O desaparecimento do estudante Rayner Vinicius da Silva Gonçalves, de 15 anos, que desapareceu no dia 16 de dezembro de 2018, na Praia da Ponta Negra, localizada na avenida Coronel Teixeira, bairro Ponta Negra, Zona Oeste, ainda é um mistério para a Polícia Civil do Amazonas. 

Segundo a mãe do adolescente, Maria Antônia, a ausência do filho e a ausência de informações sobre o paradeiro dele ainda é um grande sofrimento para a família. O jovem, na época, após deixar a casa onde mora, no bairro Lírio do Vale 1, Zona Oeste de Manaus, e ter informado a mãe de que iria até a praia caminhar, não foi mais visto.

Um dia após o desaparecimento, na segunda-feira (17), Maria, ao ligar para o celular do filho, uma venezuelana atendeu o telefonema e falou que o adolescente teria morrido. E que encontrou o celular e os pertences dele jogados na praia.

Com ajuda da população, a polícia, por meio da Delegacia Especializada em Proteção à Criança e ao Adolescente (Depca), sob o comandado da delegada titular Joyce Coelho, fez a divulgação do retrato falado da venezuelana, em seguida a jovem foi identificada como Rusbelys Yilferlyn Borrero Farias, 23.Ela foi encontrada na avenida Joaquim Nabuco, bairro Centro, Zona Sul. Na ocasião, os policiais conseguiram identificar outras quatro pessoas que afirmavam ter visto o adolescente na Ponta Negra, eles contribuíram com informações sobre o caso.

A delegada informou, na época, que durante depoimento, o grupo de venezuelanos relatou que no dia do desaparecimento eles estavam tomando banho no rio, quando avistaram um rapaz, nadando em direção à boia de segurança. Alguns minutos depois, a pessoa teria ultrapassado o perímetro permitido para banhistas e se afastado da boia, não sendo mais vista. O grupo acredita que era o adolescente Rayner.

O caso atualmente

A reportagem procurou a mãe do adolescente, e ela informou que, mesmo com quase oito meses depois do desaparecimento, a polícia não conseguiu descobrir o que aconteceu naquele dia.

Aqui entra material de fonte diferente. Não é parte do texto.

//! The dispatch table: type-keyed handler storage and delivery.

use keyrelay_core::{Handle, Handler, HandlerId, KeyOf, KeySpace, RuntimeKeys};
use std::any::Any;
use std::collections::HashMap;
use std::marker::PhantomData;

/// Object-safe erasure seam: one registered callable behind a uniform
/// "invoke with an erased value" interface.
///
/// The dispatch table is the only caller, and it only routes values whose
/// key matched the entry's registration key, so the downcast inside
/// [`Erased::invoke`] succeeds by construction.
trait ErasedHandler {
    fn invoke(&self, value: &dyn Any);
}

/// Generic bridge from a statically typed [`Handler<T>`] to [`ErasedHandler`].
struct Erased<T, H> {
    handler: H,
    _message: PhantomData<fn(&T)>,
}

impl<T, H> ErasedHandler for Erased<T, H>
where
    T: Any,
    H: Handler<T>,
{
    fn invoke(&self, value: &dyn Any) {
        // A failed downcast is only reachable when a manual key space maps
        // two types to one key. Fail closed: skip rather than misdeliver.
        if let Some(message) = value.downcast_ref::<T>() {
            self.handler.on_message(message);
        }
    }
}

/// One registration: an owned, type-erased callable plus its id.
struct HandlerEntry {
    id: HandlerId,
    handler: Box<dyn ErasedHandler>,
}

/// A type-keyed callback dispatch table.
///
/// Callables registered here are keyed by the message type they accept
/// (deduced at the `register` call site). Publishing a value with
/// [`dispatch`](Dispatcher::dispatch) invokes every handler registered for
/// exactly that type, in registration order. Matching is by exact type key
/// only; there is no supertype or structural matching.
///
/// The table exclusively owns its entries; callers only ever hold opaque
/// [`Handle`]s.
///
/// # Key spaces
///
/// The `S` parameter selects how types are identified. The default,
/// [`RuntimeKeys`], uses [`std::any::TypeId`] and accepts any `'static`
/// type. [`ManualKeys`](crate::ManualKeys) instead requires each
/// message type to opt in with an explicit integer key.
///
/// # Example
///
/// ```
/// use keyrelay_std::Dispatcher;
///
/// struct Tick(u64);
///
/// let mut dispatcher = Dispatcher::new();
/// let handle = dispatcher.register(|t: &Tick| println!("tick {}", t.0));
///
/// dispatcher.dispatch(&Tick(1));
/// dispatcher.unregister(handle);
/// dispatcher.dispatch(&Tick(2)); // no handlers; silent no-op
/// ```
pub struct Dispatcher<S: KeySpace = RuntimeKeys> {
    // Invariant: each vec is sorted by ascending id. It holds because ids
    // are assigned from a monotonic counter and insertion is append-only;
    // removals preserve relative order. Dispatch order and binary-search
    // removal both rely on it.
    handlers: HashMap<S::Key, Vec<HandlerEntry>>,
    next_id: HandlerId,
}

impl<S: KeySpace> Dispatcher<S> {
    /// Create an empty dispatch table.
    pub fn new() -> Self {
        Self {
            handlers: HashMap::new(),
            next_id: HandlerId::default(),
        }
    }

    /// Register a handler, keyed by the message type it accepts.
    ///
    /// Returns the [`Handle`] that removes exactly this registration.
    /// Registration cannot fail at runtime: a callable with the wrong shape
    /// (zero/multiple arguments, `&mut` access) has no [`Handler`] impl and
    /// is rejected at compile time.
    pub fn register<T, H>(&mut self, handler: H) -> Handle<S>
    where
        T: KeyOf<S> + Any,
        H: Handler<T>,
    {
        let key = T::key();
        let id = self.next_id;
        self.next_id = id.successor();
        self.handlers.entry(key).or_default().push(HandlerEntry {
            id,
            handler: Box::new(Erased {
                handler,
                _message: PhantomData,
            }),
        });
        #[cfg(feature = "tracing")]
        tracing::trace!(?key, %id, "handler registered");
        Handle::new(key, id)
    }

    /// Remove the registration named by `handle`, if it still exists.
    ///
    /// Idempotent and infallible: unknown keys, already-removed ids, and
    /// default-constructed handles are silent no-ops. Client code may race
    /// its own teardown against an explicit unregister without harm.
    pub fn unregister(&mut self, handle: Handle<S>) {
        let Some(entries) = self.handlers.get_mut(&handle.key()) else {
            return;
        };
        if let Ok(index) = entries.binary_search_by_key(&handle.id(), |entry| entry.id) {
            entries.remove(index);
            #[cfg(feature = "tracing")]
            tracing::trace!(key = ?handle.key(), id = %handle.id(), "handler unregistered");
        }
    }

    /// Publish a value: invoke every handler registered for exactly its
    /// type, in registration order, with a shared reference to `value`.
    ///
    /// No handlers for the type is a normal, silent state. If a handler
    /// panics, the panic propagates to the caller and the remaining handlers
    /// for this call do not run (fail-fast).
    pub fn dispatch<T>(&self, value: &T)
    where
        T: KeyOf<S> + Any,
    {
        let Some(entries) = self.handlers.get(&T::key()) else {
            return;
        };
        #[cfg(feature = "tracing")]
        tracing::trace!(key = ?T::key(), handlers = entries.len(), "dispatching");
        for entry in entries {
            entry.handler.invoke(value);
        }
    }

    /// Number of handlers currently registered for message type `T`.
    pub fn handler_count<T: KeyOf<S>>(&self) -> usize {
        self.handlers.get(&T::key()).map_or(0, Vec::len)
    }

    /// Total number of registrations across all message types.
    pub fn len(&self) -> usize {
        self.handlers.values().map(Vec::len).sum()
    }

    /// Whether no handlers are registered.
    pub fn is_empty(&self) -> bool {
        self.handlers.values().all(Vec::is_empty)
    }
}

impl<S: KeySpace> Default for Dispatcher<S> {
    fn default() -> Self {
        Self::new()
    }
}
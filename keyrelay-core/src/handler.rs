//! Handler trait for registered callables.

/// A callable that receives published values of one concrete message type.
///
/// Handlers are the unit of registration: the dispatch table deduces `T`
/// from the handler at the `register` call site, keys the registration on
/// `T`, and later delivers every published `T` to the handler by shared
/// reference.
///
/// The blanket impl below covers every `Fn(&T)`, so the three common
/// callable shapes all register uniformly:
///
/// - plain functions: `fn on_tick(t: &Tick)`
/// - capturing closures: `move |t: &Tick| { .. }`
/// - structs with a hand-written `Handler<Tick>` impl
///
/// # Read-only delivery
///
/// Delivery is `&T`, never `&mut T`: one published value is shared by every
/// handler registered for its type, so in-place mutation is rejected at
/// compile time. A closure over `&mut T`, an `FnMut`-only closure, or a
/// callable with zero or several parameters has no `Handler<T>` impl and
/// cannot be registered.
#[diagnostic::on_unimplemented(
    message = "`{Self}` cannot handle messages of type `{T}`",
    label = "missing `Handler<{T}>` implementation",
    note = "handlers take exactly one argument, by shared reference: `Fn(&{T})`",
    note = "zero-argument, multi-argument, by-`&mut`, and `FnMut`-only callables are rejected"
)]
pub trait Handler<T>: 'static {
    /// Called once for each published value of type `T`.
    fn on_message(&self, message: &T);
}

impl<T, F> Handler<T> for F
where
    F: Fn(&T) + 'static,
{
    fn on_message(&self, message: &T) {
        (self)(message)
    }
}
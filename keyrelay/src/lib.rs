//! # keyrelay - Type-Keyed Callback Dispatch
//!
//! `keyrelay` is a single-threaded dispatch table keyed by message type:
//! register callables that accept `&T`, publish a value of a concrete type,
//! and every handler registered for exactly that type fires in registration
//! order. Removal is via opaque handles and always idempotent.
//!
//! ## Quick Start
//!
//! ```rust
//! use keyrelay::Dispatcher;
//!
//! struct Connected { peer: String }
//! struct Disconnected;
//!
//! let mut dispatcher = Dispatcher::new();
//!
//! dispatcher.register(|c: &Connected| println!("hello, {}", c.peer));
//! let handle = dispatcher.register(|_: &Disconnected| println!("bye"));
//!
//! dispatcher.dispatch(&Connected { peer: "alice".into() }); // prints
//! dispatcher.unregister(handle);
//! dispatcher.dispatch(&Disconnected); // nobody listening; silent
//! ```
//!
//! ## Pieces
//!
//! - [`Dispatcher`] - the table: `register` / `unregister` / `dispatch`.
//! - [`Handle`] / [`HandlerId`] - opaque removal tokens.
//! - [`Handler`] - the callable seam; every `Fn(&T)` qualifies, as do
//!   hand-written impls on structs.
//! - [`KeySpace`] / [`KeyOf`] - pluggable type identity. [`RuntimeKeys`]
//!   (the default) uses [`std::any::TypeId`]; [`ManualKeys`] requires each
//!   type to opt in via [`manual_keys!`].
//! - [`Subscriber`] - tracks issued handles and releases them on drop.
//!
//! Dispatch is by exact type only (no supertype or structural matching),
//! and the whole crate is synchronous and single-threaded by contract.

#![deny(clippy::wildcard_imports)]
#![warn(missing_docs)]

pub use keyrelay_core::{Handle, Handler, HandlerId, KeyOf, KeySpace, RelayError, RuntimeKeys};

pub use keyrelay_std::{
    Dispatcher, ManualKey, ManualKeys, SharedDispatcher, Subscriber, manual_keys,
};

/// Testing utilities: counting and recording probe handlers.
pub mod testing {
    pub use keyrelay_std::testing::{CountingHandler, RecordingHandler};
}

/// Prelude module - common imports for keyrelay.
///
/// # Usage
///
/// ```rust,ignore
/// use keyrelay::prelude::*;
/// ```
pub mod prelude {
    pub use crate::{Dispatcher, Handle, Handler, KeyOf, KeySpace, RelayError, Subscriber};
}
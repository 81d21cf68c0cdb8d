//! Handle-tracking client: automated registration cleanup.

use keyrelay_core::{Handle, Handler, KeyOf, KeySpace, RelayError, RuntimeKeys};
use std::any::Any;
use std::cell::RefCell;
use std::rc::Rc;

use crate::dispatcher::Dispatcher;

/// A dispatcher behind shared single-threaded ownership, as used by
/// [`Subscriber`].
pub type SharedDispatcher<S = RuntimeKeys> = Rc<RefCell<Dispatcher<S>>>;

/// A client that tracks every handle it is issued and releases them all on
/// its own teardown.
///
/// The subscriber holds a shared reference to the dispatcher and a list of
/// the handles it registered, kept in ascending-id order. Dropping the
/// subscriber unregisters everything it still tracks; handles the
/// dispatcher already dropped independently are tolerated (unregister is a
/// no-op for them by contract).
///
/// All operations go through [`RefCell::try_borrow_mut`], so calling them
/// from inside a running handler reports [`RelayError::Reentrant`] instead
/// of panicking.
///
/// # Example
///
/// ```
/// use keyrelay_std::{Dispatcher, SharedDispatcher, Subscriber};
/// use std::cell::RefCell;
/// use std::rc::Rc;
///
/// struct Ping;
///
/// let dispatcher: SharedDispatcher = Rc::new(RefCell::new(Dispatcher::new()));
///
/// {
///     let mut subscriber = Subscriber::new(dispatcher.clone());
///     subscriber.register(|_: &Ping| println!("ping")).unwrap();
///     dispatcher.borrow().dispatch(&Ping); // prints
/// } // subscriber dropped; its registrations go with it
///
/// dispatcher.borrow().dispatch(&Ping); // silent
/// ```
pub struct Subscriber<S: KeySpace = RuntimeKeys> {
    dispatcher: SharedDispatcher<S>,
    // Ascending-id order, maintained by append-only pushes of fresh
    // (monotonic) ids. Supports binary-search removal.
    handles: Vec<Handle<S>>,
}

impl<S: KeySpace> Subscriber<S> {
    /// Create a subscriber bound to `dispatcher`.
    pub fn new(dispatcher: SharedDispatcher<S>) -> Self {
        Self {
            dispatcher,
            handles: Vec::new(),
        }
    }

    /// Register a handler on the shared dispatcher and track its handle.
    pub fn register<T, H>(&mut self, handler: H) -> Result<Handle<S>, RelayError>
    where
        T: KeyOf<S> + Any,
        H: Handler<T>,
    {
        let handle = self
            .dispatcher
            .try_borrow_mut()
            .map_err(|_| RelayError::Reentrant)?
            .register(handler);
        self.handles.push(handle);
        Ok(handle)
    }

    /// Release a single tracked handle.
    ///
    /// A handle this subscriber does not track (including default handles)
    /// is a no-op.
    pub fn unregister(&mut self, handle: Handle<S>) -> Result<(), RelayError> {
        let Ok(index) = self.handles.binary_search_by_key(&handle.id(), Handle::id) else {
            return Ok(());
        };
        self.dispatcher
            .try_borrow_mut()
            .map_err(|_| RelayError::Reentrant)?
            .unregister(handle);
        self.handles.remove(index);
        Ok(())
    }

    /// Release the first tracked handle registered for message type `T`.
    ///
    /// No tracked handle for `T` is a no-op.
    pub fn unregister_type<T: KeyOf<S>>(&mut self) -> Result<(), RelayError> {
        let key = T::key();
        let Some(index) = self.handles.iter().position(|h| h.key() == key) else {
            return Ok(());
        };
        let handle = self.handles[index];
        self.dispatcher
            .try_borrow_mut()
            .map_err(|_| RelayError::Reentrant)?
            .unregister(handle);
        self.handles.remove(index);
        Ok(())
    }

    /// Release every tracked handle exactly once and clear the list.
    pub fn unregister_all(&mut self) -> Result<(), RelayError> {
        let mut dispatcher = self
            .dispatcher
            .try_borrow_mut()
            .map_err(|_| RelayError::Reentrant)?;
        for handle in self.handles.drain(..) {
            dispatcher.unregister(handle);
        }
        Ok(())
    }

    /// The handles currently tracked, in ascending-id order.
    pub fn handles(&self) -> &[Handle<S>] {
        &self.handles
    }

    /// The shared dispatcher this subscriber registers on.
    pub fn dispatcher(&self) -> &SharedDispatcher<S> {
        &self.dispatcher
    }
}

impl<S: KeySpace> Drop for Subscriber<S> {
    fn drop(&mut self) {
        // Best effort: if the dispatcher is mid-dispatch (subscriber dropped
        // from inside a handler), skip rather than panic in drop.
        let _ = self.unregister_all();
    }
}

#[cfg(test)]
mod tests {
    use super::*;
    use std::cell::Cell;

    struct Ping;
    struct Pong;

    fn shared() -> SharedDispatcher {
        Rc::new(RefCell::new(Dispatcher::new()))
    }

    #[test]
    fn drop_releases_all_tracked_handles() {
        let dispatcher = shared();
        {
            let mut subscriber = Subscriber::new(dispatcher.clone());
            subscriber.register(|_: &Ping| {}).unwrap();
            subscriber.register(|_: &Pong| {}).unwrap();
            assert_eq!(dispatcher.borrow().len(), 2);
        }
        assert!(dispatcher.borrow().is_empty());
    }

    #[test]
    fn unregister_type_drops_first_match_only() {
        let hits = Rc::new(Cell::new(0));
        let dispatcher = shared();
        let mut subscriber = Subscriber::new(dispatcher.clone());

        let first = hits.clone();
        subscriber
            .register(move |_: &Ping| first.set(first.get() + 10))
            .unwrap();
        let second = hits.clone();
        subscriber
            .register(move |_: &Ping| second.set(second.get() + 1))
            .unwrap();

        subscriber.unregister_type::<Ping>().unwrap();
        dispatcher.borrow().dispatch(&Ping);
        assert_eq!(hits.get(), 1);
        assert_eq!(subscriber.handles().len(), 1);
    }

    #[test]
    fn tolerates_handles_the_table_dropped_independently() {
        let dispatcher = shared();
        let mut subscriber = Subscriber::new(dispatcher.clone());
        let handle = subscriber.register(|_: &Ping| {}).unwrap();

        // The table drops the registration behind the subscriber's back.
        dispatcher.borrow_mut().unregister(handle);

        subscriber.unregister_all().unwrap();
        assert!(subscriber.handles().is_empty());
    }

    #[test]
    fn reentrant_registration_is_reported() {
        let dispatcher = shared();
        let subscriber = Rc::new(RefCell::new(Subscriber::new(dispatcher.clone())));
        let observed = Rc::new(Cell::new(None));

        let inner_subscriber = subscriber.clone();
        let inner_observed = observed.clone();
        subscriber
            .borrow_mut()
            .register(move |_: &Ping| {
                let result = inner_subscriber.borrow_mut().register(|_: &Pong| {});
                inner_observed.set(result.err());
            })
            .unwrap();

        dispatcher.borrow().dispatch(&Ping);
        assert_eq!(observed.get(), Some(RelayError::Reentrant));
    }
}
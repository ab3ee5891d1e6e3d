//! Mock campaign content builder
//!
//! Produces channel-appropriate publish payloads from a small template
//! bank. Copy quality is out of scope; the payloads only need to pass
//! boundary validation and look plausible in demos.

use rand::seq::SliceRandom;

use crate::models::{Campaign, Channel};
use crate::publish::ChannelContent;

/// Build publish content for one execution of a campaign
pub fn build(campaign: &Campaign) -> ChannelContent {
    let mut rng = rand::thread_rng();
    let product = campaign.name.as_str();
    let slug = slugify(product);

    match campaign.channel {
        Channel::Facebook => {
            let messages = [
                format!("Meet {product} — now available.\n\nLimited launch pricing this week."),
                format!("{product} is here. See what everyone is switching to."),
                format!("New drop: {product}.\n\nTap to learn more."),
            ];
            let ctas = ["SHOP_NOW", "LEARN_MORE", "SIGN_UP"];

            ChannelContent::Facebook {
                message: pick(&mut rng, &messages),
                link: format!("https://example.com/{slug}"),
                call_to_action: pick_str(&mut rng, &ctas),
                image_url: format!("https://cdn.example.com/assets/{slug}.png"),
            }
        }
        Channel::Email => {
            let subjects = [
                format!("Your {product} offer is inside"),
                format!("Don't miss {product} this week"),
                format!("{product}: early access for subscribers"),
            ];
            let subject = pick(&mut rng, &subjects);

            ChannelContent::Email {
                preview_text: format!("Save on {product} today"),
                html_body: format!(
                    "<html><body><h1>{product}</h1>\
                     <p>See why {product} is our most popular launch yet.</p>\
                     <a href=\"https://example.com/{slug}\">Shop now</a></body></html>"
                ),
                plain_body: format!(
                    "{product}\n\nSee why {product} is our most popular launch yet.\n\
                     Shop now: https://example.com/{slug}"
                ),
                subject,
            }
        }
        Channel::Search => {
            let headline_bank = [
                format!("{product} - Official Site"),
                format!("Best {product} Deals"),
                format!("Shop {product} Today"),
            ];
            let descriptions = [
                format!("Discover {product}. Free shipping on orders over $50."),
                format!("Shop {product} now. Limited time offer."),
            ];

            ChannelContent::Search {
                headlines: headline_bank
                    .iter()
                    .take(2)
                    .map(|h| truncate(h, 30))
                    .collect(),
                descriptions: descriptions.iter().take(2).map(|d| truncate(d, 90)).collect(),
                final_url: format!("https://example.com/{slug}"),
            }
        }
    }
}

fn pick(rng: &mut impl rand::Rng, options: &[String]) -> String {
    options
        .choose(rng)
        .cloned()
        .unwrap_or_else(|| options[0].clone())
}

fn pick_str(rng: &mut impl rand::Rng, options: &[&str]) -> String {
    options.choose(rng).copied().unwrap_or(options[0]).to_string()
}

/// Lowercase, hyphen-separated path fragment
fn slugify(name: &str) -> String {
    name.to_lowercase()
        .chars()
        .map(|c| if c.is_alphanumeric() { c } else { '-' })
        .collect::<String>()
        .split('-')
        .filter(|part| !part.is_empty())
        .collect::<Vec<_>>()
        .join("-")
}

/// Clip to the platform's character limit on a char boundary
fn truncate(s: &str, max_chars: usize) -> String {
    s.chars().take(max_chars).collect()
}

// ============================================================================
// Tests
// ============================================================================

“Eu mandei mensagem para a doutora Joyce e ela disse que continua na mesma, que só falta terminar a quebra de sigilo do telefone. Os venezuelanos continuam soltos, foram visto várias vezes próximo de casa, tem vídeo até que comprova isso, as duas venezuelanas. Perguntei pra delegada e ela disse que talvez tenha sido apenas uma coincidência”, desabafou.

Polícia se pronuncia

A Polícia Civil do Amazonas informou que o Inquérito Policial (IP) instaurado para investigar o caso, foi remetido à Justiça. Na ocasião do fato, as equipes da Depca, com auxílio da Secretaria-Executivo-Adjunta de Operações Integradas (Seaop), da Secretaria de Segurança Pública do Amazonas (SSP-AM), bem como policiais militares, realizaram várias diligências com intuito de encontrar o estudante, entretanto não obtiveram sucesso.

A polícia informou ainda que, assim que o caso foi registrado, foram expedidos, imediatamente, ofícios aos órgãos competentes que atuam nas saídas da capital, como barreiras de fiscalização e aeroportos, comunicando o desaparecimento do adolescente, bem como a divulgação de fotos por meio da imprensa. O órgão ressalta que caso surjam novos fatos que levem ao paradeiro de Rayner, as investigações irão retornar.